Music:  Buffalo Springfield, “For What It’s Worth” https://thehomelessblogger.com/wp-content/uploads/2046/11/01-for-what-its-worth.mp3

Script:


It’s The William Tell Show.  I call myself William Tell; you can call me Bill.  Thank you for including me in your world; I just love to be included.

The general election is coming up November 8th.

I have a new hobby, as of a couple months ago, filling out surveys online.  I’m on a couple platforms, and they pay me a nickel or a quarter for each one. It’s no way to make money, but it’s fun to answer questions and tell people what I think.

Some of them are not for people my age; some of them only want Latinos or gays; some of them only want people who own stocks. Some of them will ask you in exhaustive detail about exactly how you get food from fast food restaurants.

The political ones may ask in detail about my voting record, going back to 2018.  They will also ask me to identify the most important issue facing the nation, from immigration to the war in Ukraine to women’s rights.  They may offer a couple dozen choices. I don’t like the question, and find it hard to answer, but I have consistently answered that economic concerns, especially inflation, are the foremost issue.  And in my evening prayer time the other night, I decided that that’s right.  It doesn’t affect me personally; I’m homeless, and the only things I pay for are coffee and smokes. But it’s what my Friends on FaceBook complain about; they complain about exactly that, food and gas prices, and I’d have to be either blind or extremely callous not to feel that.
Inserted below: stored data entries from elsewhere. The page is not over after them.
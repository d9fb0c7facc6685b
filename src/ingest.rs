use std::collections::HashMap;
use std::path::Path;

use chrono::Utc;

use crate::config::CoreConfig;
use crate::error::{Error, Result};
use crate::types::{Document, SourceKind, WorkItem};

/// Output of the external format converter.
#[derive(Debug)]
pub struct Converted {
    pub markdown: Vec<u8>,
    pub page_count_estimate: u32,
    pub mime_detected: String,
}

/// The conversion collaborator the ingest stage delegates to. Real
/// deployments plug in a PDF/HTML renderer; anything already Markdown can
/// use [`FileConverter`].
pub trait Converter: Send + Sync {
    fn convert(
        &self,
        source_ref: &str,
        source_kind: SourceKind,
        hints: &HashMap<String, String>,
    ) -> Result<Converted>;
}

/// Passthrough converter for sources that are already Markdown on disk.
pub struct FileConverter;

impl Converter for FileConverter {
    fn convert(
        &self,
        source_ref: &str,
        source_kind: SourceKind,
        _hints: &HashMap<String, String>,
    ) -> Result<Converted> {
        if source_kind != SourceKind::File {
            return Err(Error::Conversion {
                source_ref: source_ref.to_string(),
                detail: "FileConverter only handles file sources".to_string(),
            });
        }
        let bytes = std::fs::read(Path::new(source_ref)).map_err(|e| Error::Conversion {
            source_ref: source_ref.to_string(),
            detail: e.to_string(),
        })?;
        let page_count_estimate = (bytes.len() / 3_000 + 1) as u32;
        Ok(Converted {
            markdown: bytes,
            page_count_estimate,
            mime_detected: "text/markdown".to_string(),
        })
    }
}

/// Stage S1: convert a work item into a fully resident document.
///
/// The document is only handed downstream once the entire Markdown buffer
/// exists. Oversized inputs are rejected; invalid UTF-8 is replaced with
/// U+FFFD and flagged, keeping spans byte-accurate against the replaced
/// buffer.
pub(crate) fn ingest(
    item: &WorkItem,
    converter: &dyn Converter,
    config: &CoreConfig,
) -> Result<Document> {
    let converted = converter.convert(&item.source_ref, item.source_kind, &item.hints)?;

    if converted.markdown.len() > config.max_bytes {
        return Err(Error::InputTooLarge {
            size: converted.markdown.len(),
            max: config.max_bytes,
        });
    }

    let size_bytes = converted.markdown.len();
    let (markdown, encoding_lossy) = match String::from_utf8(converted.markdown) {
        Ok(text) => (text, false),
        Err(err) => (
            String::from_utf8_lossy(err.as_bytes()).into_owned(),
            true,
        ),
    };

    Ok(Document {
        document_id: item.document_id.clone(),
        source_kind: item.source_kind,
        source_ref: item.source_ref.clone(),
        markdown,
        size_bytes,
        page_count_estimate: converted.page_count_estimate,
        ingest_timestamp: Utc::now(),
        encoding_lossy,
    })
}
But that’s not what I see in the national discourse. For the midterms, people aren’t asking what’s most crucial for the nation, but rather what issues either side should raise up to either keep or flip control of Congress.

And that seems to me to be a big mistake.  On the one hand, what voters in Texas regard as the most crucial issue won’t be the same as for voters in New Hampshire.  Only 33 Senate seats are involved in this election, and it’s a question of what the voters see as most important in those states, and particularly where the incumbent is retiring or vulnerable.  The parties are, no doubt, looking at those questions.

But the news media are only asking about what the parties choose to talk about nationally.  And it seems to me that national issues shouldn’t be determinant of which party, or which candidate, one votes for, in one’s state. The Maryland governor’s race provides a handy example, though again, here, national issues aren’t all that pertinent.  But anyone who can’t see that, as a man, Wes Moore is far preferable to Dan Cox, as a man — that’s the crucial insight, in that race, irrespective of party.

Let’s take a break.

[Commercial break]

The music that came to me for today is a song I’ve really never liked.  It’s “For What It’s Worth,” by Buffalo Springfield; came out, I guess, in 1966. It’s about the social turmoil of those times, and I guess one reason I don’t like it is that it doesn’t take any clear position.  It’s also really monotonous.

But it includes a couple passages that apply easily to our politics today.  It says at one point,

“Nobody’s right when everybody’s wrong.”

At another point, it says,

“A thousand people in the street Singing songs and carrying signs, Mostly sayin’, ‘Hooray for our side.’”

And that’s what I see happening politically right now.  The left and the right are both shouting, “Hooray for our side,” rather than asking what’s best for everyone.

In 1966, I was eleven years old.  The social turmoil of the 1960s and 1970s was worse than anything I have ever seen since then.  There’s talk of domestic terrorism in America today; I haven’t seen it.  In those days, we had real domestic terrorists.  There were these people who called themselves the Weather Underground, going around setting off bombs, actual bombs, at universities.  That was just the tip of the iceberg.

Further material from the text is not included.